Information shown:
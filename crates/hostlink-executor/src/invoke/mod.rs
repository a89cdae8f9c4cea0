//! Reflective invocation engine.
//!
//! Resolves a dotted `api_path` against the host, resolves and constructs
//! arguments, performs the call and optionally stores the result in the
//! [`ContextStore`] under a label.
//!
//! Path origins, tried in order:
//! - `$label.rest` - a value stored by an earlier invocation
//! - `module.rest` - the longest host module name prefixing the path
//! - `alias.rest` - a well-known root alias (`app`, `ui`, ...)
//! - anything else starts from the host's default root
//!
//! A segment written `name()` is called with no arguments mid-path. The
//! final segment is called with the request's arguments when it names a
//! method; a property is returned as is.

mod constructors;
mod error;
pub mod report;

use std::sync::Arc;

use hostlink_core::{BoundMethod, ContextStore, Host, HostValue, Kwargs};
use serde::{Deserialize, Serialize};
use serde_json::{Map, Value};

pub use constructors::{ConstructorRegistry, ConstructorStrategy};
pub use error::InvokeError;

/// A generic invocation as received from the caller.
#[derive(Debug, Clone, Default, PartialEq, Serialize, Deserialize)]
#[serde(default)]
pub struct InvokeRequest {
    pub api_path: String,
    pub args: Vec<Value>,
    pub kwargs: Map<String, Value>,
    pub store_as: Option<String>,
    pub return_properties: Vec<String>,
}

impl InvokeRequest {
    #[must_use]
    pub fn new(api_path: impl Into<String>) -> Self {
        Self {
            api_path: api_path.into(),
            ..Self::default()
        }
    }

    #[must_use]
    pub fn with_args(mut self, args: Vec<Value>) -> Self {
        self.args = args;
        self
    }

    #[must_use]
    pub fn store_as(mut self, label: impl Into<String>) -> Self {
        self.store_as = Some(label.into());
        self
    }
}

/// Successful invocation.
#[derive(Debug, Clone)]
pub struct InvokeOutcome {
    pub value: HostValue,
    /// Type name of `value`, for caller introspection.
    pub type_name: String,
    pub stored_as: Option<String>,
}

/// Failed invocation with the arguments as far as they were resolved.
#[derive(Debug)]
pub struct InvokeFailure {
    pub error: InvokeError,
    pub resolved_args: Option<Vec<Value>>,
    pub resolved_kwargs: Option<Map<String, Value>>,
}

impl From<InvokeError> for Box<InvokeFailure> {
    fn from(error: InvokeError) -> Self {
        Box::new(InvokeFailure {
            error,
            resolved_args: None,
            resolved_kwargs: None,
        })
    }
}

enum Origin<'a> {
    Label(&'a str),
    Module(&'a str),
    Alias(&'a str),
    DefaultRoot,
}

/// The invocation engine. Cheap to clone; only ever used on the host thread.
#[derive(Clone)]
pub struct Invoker {
    host: Arc<dyn Host>,
    context: Arc<ContextStore>,
    constructors: Arc<ConstructorRegistry>,
}

impl Invoker {
    #[must_use]
    pub fn new(host: Arc<dyn Host>, context: Arc<ContextStore>) -> Self {
        Self {
            host,
            context,
            constructors: Arc::new(ConstructorRegistry::default()),
        }
    }

    #[must_use]
    pub fn with_constructors(mut self, constructors: ConstructorRegistry) -> Self {
        self.constructors = Arc::new(constructors);
        self
    }

    #[must_use]
    pub fn host(&self) -> &dyn Host {
        self.host.as_ref()
    }

    #[must_use]
    pub fn context(&self) -> &Arc<ContextStore> {
        &self.context
    }

    fn is_alias(&self, name: &str) -> bool {
        self.host.root_aliases().iter().any(|alias| alias == name)
    }

    fn split_origin<'a>(&self, path: &'a str) -> (Origin<'a>, &'a str) {
        if let Some(stripped) = path.strip_prefix('$') {
            let (label, rest) = stripped.split_once('.').unwrap_or((stripped, ""));
            return (Origin::Label(label), rest);
        }

        let module = self
            .host
            .module_names()
            .into_iter()
            .filter(|name| {
                path == name.as_str()
                    || path
                        .strip_prefix(name.as_str())
                        .is_some_and(|rest| rest.starts_with('.'))
            })
            .max_by_key(String::len);
        if let Some(module) = module {
            let (head, rest) = path.split_at(module.len());
            return (Origin::Module(head), rest.trim_start_matches('.'));
        }

        let (first, rest) = path.split_once('.').unwrap_or((path, ""));
        if self.is_alias(first) {
            return (Origin::Alias(first), rest);
        }
        (Origin::DefaultRoot, path)
    }

    fn start(&self, path: &str, origin: &Origin<'_>) -> Result<HostValue, InvokeError> {
        match *origin {
            Origin::Label(label) => self
                .context
                .get(label)
                .ok_or_else(|| InvokeError::StoredObjectMissing {
                    label: label.to_string(),
                    available: self.context.labels(),
                }),
            Origin::Module(name) => self
                .host
                .module(name)
                .ok_or_else(|| InvokeError::path_not_found(path, name, "module not available")),
            Origin::Alias(alias) => match self.host.root(alias) {
                Ok(Some(root)) => Ok(root),
                Ok(None) => Err(InvokeError::path_not_found(path, alias, "root not available")),
                Err(e) => Err(InvokeError::PathNotFound {
                    path: path.to_string(),
                    segment: alias.to_string(),
                    reason: "root could not be read".into(),
                    source: Some(Box::new(e)),
                }),
            },
            Origin::DefaultRoot => self.host.default_root().map_err(|e| InvokeError::PathNotFound {
                path: path.to_string(),
                segment: self.host.name().to_string(),
                reason: "default root could not be read".into(),
                source: Some(Box::new(e)),
            }),
        }
    }

    /// Resolve `path` to a value. A final segment naming a method yields a
    /// [`HostValue::Method`] without calling it.
    ///
    /// # Errors
    /// `PathNotFound` naming the first unresolved segment,
    /// `StoredObjectMissing` for an unknown `$label`, or `InvocationFailed`
    /// if a `name()` segment raised.
    pub fn resolve_path(&self, path: &str) -> Result<HostValue, InvokeError> {
        let path = path.trim();
        if path.is_empty() || path == "$" {
            return Err(InvokeError::EmptyPath);
        }

        let (origin, rest) = self.split_origin(path);
        let mut current = self.start(path, &origin)?;

        let segments: Vec<&str> = rest.split('.').filter(|s| !s.is_empty()).collect();
        for (i, segment) in segments.iter().enumerate() {
            let is_last = i + 1 == segments.len();
            current = self.step(path, &current, segment, is_last)?;
            if current.is_null() && !is_last {
                return Err(InvokeError::path_not_found(path, segment, "resolved to null"));
            }
        }
        Ok(current)
    }

    fn step(&self, path: &str, current: &HostValue, segment: &str, is_last: bool) -> Result<HostValue, InvokeError> {
        let (name, call) = segment
            .strip_suffix("()")
            .map_or((segment, false), |name| (name, true));

        match current {
            HostValue::Null => Err(InvokeError::path_not_found(path, name, "resolved to null")),
            HostValue::Object(obj) if call => {
                if !obj.has_method(name) {
                    let reason = format!("'{}' object has no method '{name}'", obj.type_name());
                    return Err(InvokeError::path_not_found(path, name, reason));
                }
                obj.call_method(name, Vec::new(), Kwargs::new())
                    .map_err(|source| InvokeError::failed(format!("{}.{name}", obj.type_name()), source))
            }
            HostValue::Object(obj) => match obj.get_attribute(name) {
                Ok(Some(value)) => Ok(value),
                Ok(None) if obj.has_method(name) => {
                    if is_last {
                        Ok(HostValue::Method(BoundMethod {
                            receiver: Arc::clone(obj),
                            name: name.to_string(),
                        }))
                    } else {
                        Err(InvokeError::path_not_found(
                            path,
                            name,
                            format!("'{name}' is a method; write '{name}()' to call it mid-path"),
                        ))
                    }
                }
                Ok(None) => {
                    let error = hostlink_core::HostError::no_attribute(obj.type_name(), name);
                    Err(InvokeError::PathNotFound {
                        path: path.to_string(),
                        segment: name.to_string(),
                        reason: error.to_string(),
                        source: Some(Box::new(error)),
                    })
                }
                Err(e) => Err(InvokeError::PathNotFound {
                    path: path.to_string(),
                    segment: name.to_string(),
                    reason: "attribute could not be read".into(),
                    source: Some(Box::new(e)),
                }),
            },
            HostValue::Map(map) if !call => map
                .get(name)
                .cloned()
                .ok_or_else(|| InvokeError::path_not_found(path, name, "map has no such key")),
            HostValue::List(items) if !call => name
                .parse::<usize>()
                .ok()
                .and_then(|index| items.get(index))
                .cloned()
                .ok_or_else(|| InvokeError::path_not_found(path, name, "list index out of range")),
            other => Err(InvokeError::path_not_found(
                path,
                name,
                format!("'{}' value has no attribute '{name}'", other.type_name()),
            )),
        }
    }

    /// Resolve one argument by shape.
    ///
    /// - `"$label..."` must resolve
    /// - dotted strings and root aliases are tried as paths, falling back
    ///   to the literal string
    /// - `{"type": ...}` maps are object-construction requests
    /// - lists resolve element-wise; everything else is a literal
    ///
    /// # Errors
    /// Returns error if a `$` reference or a construction fails.
    pub fn resolve_argument(&self, arg: &Value) -> Result<HostValue, InvokeError> {
        match arg {
            Value::String(s) if s.starts_with('$') => self.resolve_path(s),
            Value::String(s) if s.contains('.') || self.is_alias(s) => match self.resolve_path(s) {
                Ok(value) => Ok(value),
                Err(e) => {
                    tracing::debug!(argument = %s, error = %e, "Treating argument as a literal string");
                    Ok(HostValue::Str(s.clone()))
                }
            },
            Value::Array(items) => items
                .iter()
                .map(|item| self.resolve_argument(item))
                .collect::<Result<Vec<_>, _>>()
                .map(HostValue::List),
            Value::Object(fields) if fields.contains_key("type") => self.constructors.construct(self, fields),
            other => Ok(HostValue::from_json(other)),
        }
    }

    /// Perform a generic invocation.
    ///
    /// # Errors
    /// Returns the failure with whatever arguments were resolved.
    pub fn invoke(&self, request: &InvokeRequest) -> Result<InvokeOutcome, Box<InvokeFailure>> {
        tracing::debug!(
            api_path = %request.api_path,
            args = request.args.len(),
            kwargs = request.kwargs.len(),
            "Invoking"
        );
        let target = self.resolve_path(&request.api_path)?;

        let mut args = Vec::with_capacity(request.args.len());
        for (i, arg) in request.args.iter().enumerate() {
            match self.resolve_argument(arg) {
                Ok(value) => args.push(value),
                Err(e) => {
                    return Err(Box::new(InvokeFailure {
                        error: InvokeError::Argument {
                            position: i.to_string(),
                            source: Box::new(e),
                        },
                        resolved_args: Some(args.iter().map(HostValue::to_json).collect()),
                        resolved_kwargs: None,
                    }));
                }
            }
        }
        let mut kwargs = Kwargs::new();
        for (key, arg) in &request.kwargs {
            match self.resolve_argument(arg) {
                Ok(value) => {
                    kwargs.insert(key.clone(), value);
                }
                Err(e) => {
                    return Err(Box::new(InvokeFailure {
                        error: InvokeError::Argument {
                            position: key.clone(),
                            source: Box::new(e),
                        },
                        resolved_args: Some(args.iter().map(HostValue::to_json).collect()),
                        resolved_kwargs: Some(kwargs.iter().map(|(k, v)| (k.clone(), v.to_json())).collect()),
                    }));
                }
            }
        }

        let value = match target {
            HostValue::Method(method) => {
                let snapshot_args: Vec<Value> = args.iter().map(HostValue::to_json).collect();
                let snapshot_kwargs: Map<String, Value> =
                    kwargs.iter().map(|(k, v)| (k.clone(), v.to_json())).collect();
                method
                    .receiver
                    .call_method(&method.name, args, kwargs)
                    .map_err(|source| {
                        Box::new(InvokeFailure {
                            error: InvokeError::failed(
                                format!("{}.{}", method.receiver.type_name(), method.name),
                                source,
                            ),
                            resolved_args: Some(snapshot_args),
                            resolved_kwargs: Some(snapshot_kwargs),
                        })
                    })?
            }
            property => {
                if !args.is_empty() || !kwargs.is_empty() {
                    tracing::debug!(api_path = %request.api_path, "Ignoring arguments for a property");
                }
                property
            }
        };

        if let Some(label) = &request.store_as {
            self.context.insert(label.clone(), value.clone());
            tracing::info!(label = %label, api_path = %request.api_path, "Stored result");
        }

        Ok(InvokeOutcome {
            type_name: value.type_name(),
            value,
            stored_as: request.store_as.clone(),
        })
    }
}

Problem details: Set the lines down exactly, from the first line of the records to the line where "use std::sync::Arc;" appears, with both ends kept.

Task solution:
filename crates/hostlink-executor/src/invoke/mod.rs
repository a89cdae8f9c4cea0
//! Reflective invocation engine.
//!
//! Resolves a dotted `api_path` against the host, resolves and constructs
//! arguments, performs the call and optionally stores the result in the
//! [`ContextStore`] under a label.
//!
//! Path origins, tried in order:
//! - `$label.rest` - a value stored by an earlier invocation
//! - `module.rest` - the longest host module name prefixing the path
//! - `alias.rest` - a well-known root alias (`app`, `ui`, ...)
//! - anything else starts from the host's default root
//!
//! A segment written `name()` is called with no arguments mid-path. The
//! final segment is called with the request's arguments when it names a
//! method; a property is returned as is.

mod constructors;
mod error;
pub mod report;

use std::sync::Arc;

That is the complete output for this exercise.